Investigating the association of testosterone with survival in men and women using a Mendelian randomization study in the UK Biobank

Life expectancy in the developed West is currently stagnated and remains shorter in men than women. Well-established evolutionary biology theory suggests lifespan trades-off against reproductive success, possibly sex-specifically. We examined whether a key driver of reproductive success, testosterone, affected survival using a Mendelian randomization longevity study in the UK Biobank to obtain unbiased estimates, along with control exposures. We applied published genetic instruments for testosterone to obtain inverse variance weighted estimates of associations with survival to (i.e., age at) recruitment, in 167,020 men and 194,174 women. We similarly obtained estimates for a positive control (smoking initiation), and a negative control (absorbate), a marker of vitamin C metabolism. Testosterone was associated with poorer survival (0.10 years younger at recruitment per effect size of testosterone, 95% confidence interval (CI) 0.004 to 0.20).
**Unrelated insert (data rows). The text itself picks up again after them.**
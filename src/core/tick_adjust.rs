use rust_decimal::Decimal;
use rust_decimal::prelude::ToPrimitive;

use crate::core::nice_interval::MAX_GENERATED_TICKS;
use crate::error::{AxisError, AxisResult};

/// Decimal places kept when comparing gaps between existing ticks.
const TICK_GAP_DECIMALS: u32 = 9;

/// Result of extending an axis by whole tick gaps.
#[derive(Debug, Clone, PartialEq)]
pub struct TickExtension {
    pub gap: f64,
    pub upper_limit: f64,
    pub ticks: Vec<f64>,
}

/// Keeps ticks inside `limits`, then halves them (odd positions) until at
/// most `max_count` remain.
pub fn reduce_visible_ticks(
    ticks: &[f64],
    limits: (f64, f64),
    max_count: usize,
) -> AxisResult<Vec<f64>> {
    if max_count == 0 {
        return Err(AxisError::InvalidConfig(
            "max tick count must be > 0".to_owned(),
        ));
    }
    let (lo, hi) = (limits.0.min(limits.1), limits.0.max(limits.1));
    let mut visible: Vec<f64> = ticks
        .iter()
        .copied()
        .filter(|tick| *tick >= lo && *tick <= hi)
        .collect();
    while visible.len() > max_count {
        visible = visible
            .into_iter()
            .enumerate()
            .filter_map(|(index, tick)| (index % 2 == 1).then_some(tick))
            .collect();
    }
    Ok(visible)
}

/// Infers the single gap shared by consecutive ticks.
pub fn infer_tick_gap(ticks: &[f64]) -> AxisResult<f64> {
    if ticks.len() < 2 {
        return Err(AxisError::AmbiguousTickGap { distinct: 0 });
    }

    let mut gaps = Vec::with_capacity(ticks.len() - 1);
    for pair in ticks.windows(2) {
        let gap = Decimal::from_f64_retain(pair[1] - pair[0]).ok_or_else(|| {
            AxisError::InvalidRange("tick positions must be finite".to_owned())
        })?;
        gaps.push(gap.round_dp(TICK_GAP_DECIMALS).normalize());
    }
    gaps.sort();
    gaps.dedup();

    if gaps.len() != 1 {
        return Err(AxisError::AmbiguousTickGap {
            distinct: gaps.len(),
        });
    }
    let gap = gaps[0].to_f64().ok_or_else(|| {
        AxisError::InvalidRange("tick gap cannot be represented as f64".to_owned())
    })?;
    if gap <= 0.0 {
        return Err(AxisError::InvalidRange(
            "ticks must be strictly increasing".to_owned(),
        ));
    }
    Ok(gap)
}

/// Extends or shrinks the visible ticks by whole gaps so the last tick is the
/// first multiple at or above `data_max` (or `arbitrary_max` when larger).
///
/// The lower limit is kept; the new upper limit is the last tick.
pub fn extend_limits_by_tick(
    ticks: &[f64],
    limits: (f64, f64),
    data_max: f64,
    arbitrary_max: Option<f64>,
) -> AxisResult<TickExtension> {
    let gap = infer_tick_gap(ticks)?;
    let target = arbitrary_max.map_or(data_max, |value| value.max(data_max));
    if !target.is_finite() {
        return Err(AxisError::InvalidRange(
            "data max must be finite".to_owned(),
        ));
    }

    let (lo, hi) = limits;
    let mut visible: Vec<f64> = ticks
        .iter()
        .copied()
        .filter(|tick| *tick >= lo && *tick <= hi)
        .collect();
    let Some(mut last) = visible.last().copied() else {
        return Err(AxisError::InvalidRange(
            "no ticks inside the current axis limits".to_owned(),
        ));
    };

    loop {
        if last < target {
            if visible.len() >= MAX_GENERATED_TICKS {
                return Err(AxisError::InvalidRange(format!(
                    "tick gap {gap} is too fine to reach {target}"
                )));
            }
            last += gap;
            visible.push(last);
        } else if last - gap > target && visible.len() > 1 {
            visible.pop();
            last = visible[visible.len() - 1];
        } else {
            break;
        }
    }

    Ok(TickExtension {
        gap,
        upper_limit: last,
        ticks: visible,
    })
}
As expected, smoking initiation was also associated with poorer survival (0.37 years younger, 95% CI 0.25 to 0.50), but not absorbate (0.01 years younger, 95% CI − 0.09 to 0.11). Several aspects of a healthy lifestyle (low animal fat diet) and several widely used medications (statins, metformin, dexamethasone and possibly aspirin) may modulate testosterone. Explicitly designing interventions sex-specifically based on these insights might help address stagnating life expectancy and sexual disparities.